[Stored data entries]
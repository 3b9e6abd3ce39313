use serde_json::{Map, Value};

use super::{
    flight_record::{FlightDocument, FlightRecord},
    route_error::RouteError,
};

const STRING_FIELDS: [&str; 4] = ["name", "registration", "start", "speed"];
const TRAJECTORY_FIELD: &str = "tr";
const ROUTES_FIELD: &str = "routes";

/// Validates a raw JSON flight submitted by a caller.
///
/// Returns the document to persist together with its decoded record. Any
/// problem, from malformed JSON to an unparsable departure, is reported as a
/// single `RouteError::Validation` message.
pub fn validate(raw: &str) -> Result<(FlightDocument, FlightRecord), RouteError> {
    let value: Value = serde_json::from_str(raw)
        .map_err(|e| RouteError::Validation(format!("not valid JSON: {}", e)))?;
    validate_value(value)
}

/// Same as [`validate`] for an already parsed JSON value.
pub fn validate_value(value: Value) -> Result<(FlightDocument, FlightRecord), RouteError> {
    let object = match &value {
        Value::Object(object) => object,
        other => {
            return Err(invalid(format!(
                "expected an object, found {}",
                type_name(other)
            )))
        }
    };
    check_schema(object)?;

    let document: FlightDocument =
        serde_json::from_value(value).map_err(|e| invalid(e.to_string()))?;
    if let Some(position) = document.tr.iter().position(|point| !point.is_valid()) {
        return Err(invalid(format!(
            "waypoint {} is outside latitude [-90, 90] or longitude [-180, 180]",
            position
        )));
    }

    let record = FlightRecord::try_from(document.clone()).map_err(|e| match e {
        RouteError::Validation(message) => invalid(message),
        other => invalid(other.to_string()),
    })?;
    Ok((document, record))
}

/// Splits a bulk import `{"routes": {number: flight, ...}}` into its entries,
/// each validated. The first invalid flight fails the whole import.
pub fn parse_routes(raw: &str) -> Result<Vec<(String, FlightDocument)>, RouteError> {
    let value: Value = serde_json::from_str(raw)
        .map_err(|e| RouteError::Validation(format!("not valid JSON: {}", e)))?;

    let routes = match value {
        Value::Object(mut object) => object.remove(ROUTES_FIELD),
        _ => None,
    };
    let routes = match routes {
        Some(Value::Object(routes)) => routes,
        Some(other) => {
            return Err(invalid(format!(
                "'{}' must be an object, found {}",
                ROUTES_FIELD,
                type_name(&other)
            )))
        }
        None => return Err(invalid(format!("missing '{}' object", ROUTES_FIELD))),
    };

    let mut documents = Vec::with_capacity(routes.len());
    for (number, flight) in routes {
        let (document, _) = validate_value(flight).map_err(|e| match e {
            RouteError::Validation(message) => invalid(format!("flight {}: {}", number, message)),
            other => other,
        })?;
        documents.push((number, document));
    }
    Ok(documents)
}

fn check_schema(object: &Map<String, Value>) -> Result<(), RouteError> {
    if let Some(unknown) = object
        .keys()
        .find(|key| key.as_str() != TRAJECTORY_FIELD && !STRING_FIELDS.contains(&key.as_str()))
    {
        return Err(invalid(format!("unknown field '{}'", unknown)));
    }

    for field in STRING_FIELDS {
        match object.get(field) {
            Some(Value::String(_)) => {}
            Some(other) => {
                return Err(invalid(format!(
                    "'{}' must be a string, found {}",
                    field,
                    type_name(other)
                )))
            }
            None => return Err(invalid(format!("missing field '{}'", field))),
        }
    }

    let points = match object.get(TRAJECTORY_FIELD) {
        Some(Value::Array(points)) => points,
        Some(other) => {
            return Err(invalid(format!(
                "'{}' must be an array, found {}",
                TRAJECTORY_FIELD,
                type_name(other)
            )))
        }
        None => return Err(invalid(format!("missing field '{}'", TRAJECTORY_FIELD))),
    };
    for (position, point) in points.iter().enumerate() {
        if !is_coordinate(point) {
            return Err(invalid(format!(
                "waypoint {} must be a [lat, long] pair of numbers",
                position
            )));
        }
    }

    Ok(())
}

fn is_coordinate(point: &Value) -> bool {
    match point {
        Value::Array(pair) => pair.len() == 2 && pair.iter().all(Value::is_number),
        _ => false,
    }
}

fn type_name(value: &Value) -> &'static str {
    match value {
        Value::Null => "null",
        Value::Bool(_) => "a boolean",
        Value::Number(_) => "a number",
        Value::String(_) => "a string",
        Value::Array(_) => "an array",
        Value::Object(_) => "an object",
    }
}

fn invalid(message: String) -> RouteError {
    RouteError::Validation(message)
}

WHAT IS NEEDED. Each record must be returned exactly as it is written.

SOLUTION FOR THIS PROBLEM.
repository 3b9e6abd3ce39313
use serde_json::{Map, Value};

use super::{
    flight_record::{FlightDocument, FlightRecord},
    route_error::RouteError,
};

const STRING_FIELDS: [&str; 4] = ["name", "registration", "start", "speed"];
const TRAJECTORY_FIELD: &str = "tr";
const ROUTES_FIELD: &str = "routes";

/// Validates a raw JSON flight submitted by a caller.
///
/// Returns the document to persist together with its decoded record. Any
/// problem, from malformed JSON to an unparsable departure, is reported as a
/// single `RouteError::Validation` message.
pub fn validate(raw: &str) -> Result<(FlightDocument, FlightRecord), RouteError> {
    let value: Value = serde_json::from_str(raw)
        .map_err(|e| RouteError::Validation(format!("not valid JSON: {}", e)))?;
    validate_value(value)
}

/// Same as [`validate`] for an already parsed JSON value.
pub fn validate_value(value: Value) -> Result<(FlightDocument, FlightRecord), RouteError> {
    let object = match &value {
        Value::Object(object) => object,
        other => {
            return Err(invalid(format!(
                "expected an object, found {}",
                type_name(other)
            )))
        }
    };
    check_schema(object)?;

    let document: FlightDocument =
        serde_json::from_value(value).map_err(|e| invalid(e.to_string()))?;
    if let Some(position) = document.tr.iter().position(|point| !point.is_valid()) {
        return Err(invalid(format!(
            "waypoint {} is outside latitude [-90, 90] or longitude [-180, 180]",
            position
        )));
    }

    let record = FlightRecord::try_from(document.clone()).map_err(|e| match e {
        RouteError::Validation(message) => invalid(message),
        other => invalid(other.to_string()),
    })?;
    Ok((document, record))
}

/// Splits a bulk import `{"routes": {number: flight, ...}}` into its entries,
/// each validated. The first invalid flight fails the whole import.
pub fn parse_routes(raw: &str) -> Result<Vec<(String, FlightDocument)>, RouteError> {
    let value: Value = serde_json::from_str(raw)
        .map_err(|e| RouteError::Validation(format!("not valid JSON: {}", e)))?;

    let routes = match value {
        Value::Object(mut object) => object.remove(ROUTES_FIELD),
        _ => None,
    };
    let routes = match routes {
        Some(Value::Object(routes)) => routes,
        Some(other) => {
            return Err(invalid(format!(
                "'{}' must be an object, found {}",
                ROUTES_FIELD,
                type_name(&other)
            )))
        }
        None => return Err(invalid(format!("missing '{}' object", ROUTES_FIELD))),
    };

    let mut documents = Vec::with_capacity(routes.len());
    for (number, flight) in routes {
        let (document, _) = validate_value(flight).map_err(|e| match e {
            RouteError::Validation(message) => invalid(format!("flight {}: {}", number, message)),
            other => other,
        })?;
        documents.push((number, document));
    }
    Ok(documents)
}

fn check_schema(object: &Map<String, Value>) -> Result<(), RouteError> {
    if let Some(unknown) = object
        .keys()
        .find(|key| key.as_str() != TRAJECTORY_FIELD && !STRING_FIELDS.contains(&key.as_str()))
    {
        return Err(invalid(format!("unknown field '{}'", unknown)));
    }

    for field in STRING_FIELDS {
        match object.get(field) {
            Some(Value::String(_)) => {}
            Some(other) => {
                return Err(invalid(format!(
                    "'{}' must be a string, found {}",
                    field,
                    type_name(other)
                )))
            }
            None => return Err(invalid(format!("missing field '{}'", field))),
        }
    }

    let points = match object.get(TRAJECTORY_FIELD) {
        Some(Value::Array(points)) => points,
        Some(other) => {
            return Err(invalid(format!(
                "'{}' must be an array, found {}",
                TRAJECTORY_FIELD,
                type_name(other)
            )))
        }
        None => return Err(invalid(format!("missing field '{}'", TRAJECTORY_FIELD))),
    };
    for (position, point) in points.iter().enumerate() {
        if !is_coordinate(point) {
            return Err(invalid(format!(
                "waypoint {} must be a [lat, long] pair of numbers",
                position
            )));
        }
    }

    Ok(())
}

fn is_coordinate(point: &Value) -> bool {
    match point {
        Value::Array(pair) => pair.len() == 2 && pair.iter().all(Value::is_number),
        _ => false,
    }
}

fn type_name(value: &Value) -> &'static str {
    match value {
        Value::Null => "null",
        Value::Bool(_) => "a boolean",
        Value::Number(_) => "a number",
        Value::String(_) => "a string",
        Value::Array(_) => "an array",
        Value::Object(_) => "an object",
    }
}

fn invalid(message: String) -> RouteError {
    RouteError::Validation(message)
}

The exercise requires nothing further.